Forever shaped by the cultural identity of the Saxons who created throughout centuries one of the strongest heritages in Romania, Alma Vii is part today of a unique and bold experiment of preserving this culture in the absence of the Saxon community that migrated entirely after 1989.

Involving the locals in the conservation and interpretation of the Saxon cultural heritage are the stepping stones for the survival of the priceless legacy of Alma Vii. Just like centuries ago, the medieval fortified church is the heart of the community and of its efforts of safeguarding it.

Alma Vii

The fortified church, between God and armies

The fortified church from Alma Vii is one of the 300 monuments of this type built by the Saxons colonists, a singular architectural expression determined by the need to protect the borders of Transylvania from the frequent Ottoman attacks. Beyond its main religious function, the church also became the refuge of locals who strengthened it and equipped it for armed combats.

alma vii

Initially a small hall church built in the 14th century, the monument was fortified in the beginning of the 16th century when a defense level with loopholes and machicolations was added to the choir. A curtain wall with five towers was raised around the church, dominated by the gate tower that during peace time was also used by locals as storage space for bacon.

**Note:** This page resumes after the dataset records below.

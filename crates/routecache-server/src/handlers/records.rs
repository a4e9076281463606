//! Demo resource: JSON records kept in memory.
//!
//! Reads go through the cache subscriber middleware; writes go through the
//! publisher, which also invalidates the collection.

use std::collections::BTreeMap;
use std::sync::Arc;
use std::sync::atomic::{AtomicU64, Ordering};

use axum::{
    extract::{Path, State},
    http::StatusCode,
    response::Json,
};
use parking_lot::RwLock;
use serde::{Deserialize, Serialize};
use serde_json::Value;
use tracing::instrument;

use crate::error::AppError;
use crate::state::AppState;

#[derive(Debug, Clone, PartialEq, Serialize, Deserialize)]
pub struct Record {
    pub id: String,
    pub data: Value,
}

/// In-memory record table. Counts handler reads so cache hits are observable.
#[derive(Debug, Clone, Default)]
pub struct RecordStore {
    records: Arc<RwLock<BTreeMap<String, Value>>>,
    reads: Arc<AtomicU64>,
}

impl RecordStore {
    pub fn new() -> Self {
        Self::default()
    }

    pub fn list(&self) -> Vec<Record> {
        self.reads.fetch_add(1, Ordering::Relaxed);
        self.records
            .read()
            .iter()
            .map(|(id, data)| Record {
                id: id.clone(),
                data: data.clone(),
            })
            .collect()
    }

    pub fn get(&self, id: &str) -> Option<Record> {
        self.reads.fetch_add(1, Ordering::Relaxed);
        self.records.read().get(id).map(|data| Record {
            id: id.to_string(),
            data: data.clone(),
        })
    }

    /// Inserts or replaces a record. Returns true if it already existed.
    pub fn upsert(&self, id: &str, data: Value) -> bool {
        self.records.write().insert(id.to_string(), data).is_some()
    }

    pub fn remove(&self, id: &str) -> bool {
        self.records.write().remove(id).is_some()
    }

    /// Number of reads served by the table itself.
    pub fn reads(&self) -> u64 {
        self.reads.load(Ordering::Relaxed)
    }
}

/// GET /records
pub async fn list_records(State(state): State<AppState>) -> Json<Vec<Record>> {
    Json(state.records().list())
}

/// GET /records/{id}
#[instrument(skip_all, fields(id = %id))]
pub async fn get_record(
    State(state): State<AppState>,
    Path(id): Path<String>,
) -> Result<Json<Record>, AppError> {
    state
        .records()
        .get(&id)
        .map(Json)
        .ok_or_else(|| AppError::NotFound(format!("Record '{}'", id)))
}

/// PUT /records/{id}
#[instrument(skip_all, fields(id = %id))]
pub async fn put_record(
    State(state): State<AppState>,
    Path(id): Path<String>,
    Json(data): Json<Value>,
) -> (StatusCode, Json<Record>) {
    let existed = state.records().upsert(&id, data.clone());
    let status = if existed {
        StatusCode::OK
    } else {
        StatusCode::CREATED
    };

    (status, Json(Record { id, data }))
}

/// DELETE /records/{id}
#[instrument(skip_all, fields(id = %id))]
pub async fn delete_record(
    State(state): State<AppState>,
    Path(id): Path<String>,
) -> Result<StatusCode, AppError> {
    if state.records().remove(&id) {
        Ok(StatusCode::NO_CONTENT)
    } else {
        Err(AppError::NotFound(format!("Record '{}'", id)))
    }
}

Along the centuries, the monument was modified and adapted to the military development of the time. Following the decrease of the Ottoman threat and the incorporation of Transylvania into the Habsburg Empire, the church regained its dominant spiritual function. The organ was installed in the 18th century, the altar in 1851 and the fortifications were no longer used for military purposes.

Alma Vii

The fortified church from Alma Vii went through two ample restoration processes in the last hundred years, one in 1966 and a more recent one, finalized in 2016, when almost 70 medieval graves were identified outside the ring wall.

Things to do in Alma Vii

Alma Vii is the destination if you want to unwind and have some extra quality time with your loved ones. Located at the end of a country road, the village is far from any urban headache. If you’re planning for a more active vacation, rent a bike and explore the village, the meadows and the forests. Visit the local carpenter and ironmaker, learn how charcoal is done traditionally, taste cheese directly from a sheepfold and indulge yourself with all the home-made local delicacies you can eat. If you’re interested in more nature-based activities, you should know that the area of the village, protected as a Nature 2000 site, shelters over 100 bird species, 70 species of butterflies and 50 species of mammals.

alma vii

Alma Vii is a unique and special place, it’s the very essence of what makes Transylvania, or the land beyond the forests, a magical destination for your vacations. A destination for all seasons and for all ages, Alma Vii is more than you expect to find. We hope you’ll have a wonderful time discovering one of the best kept secrets of Transylvania.

Travel tips

Book your visit in advance as there are limited accommodation options in the village.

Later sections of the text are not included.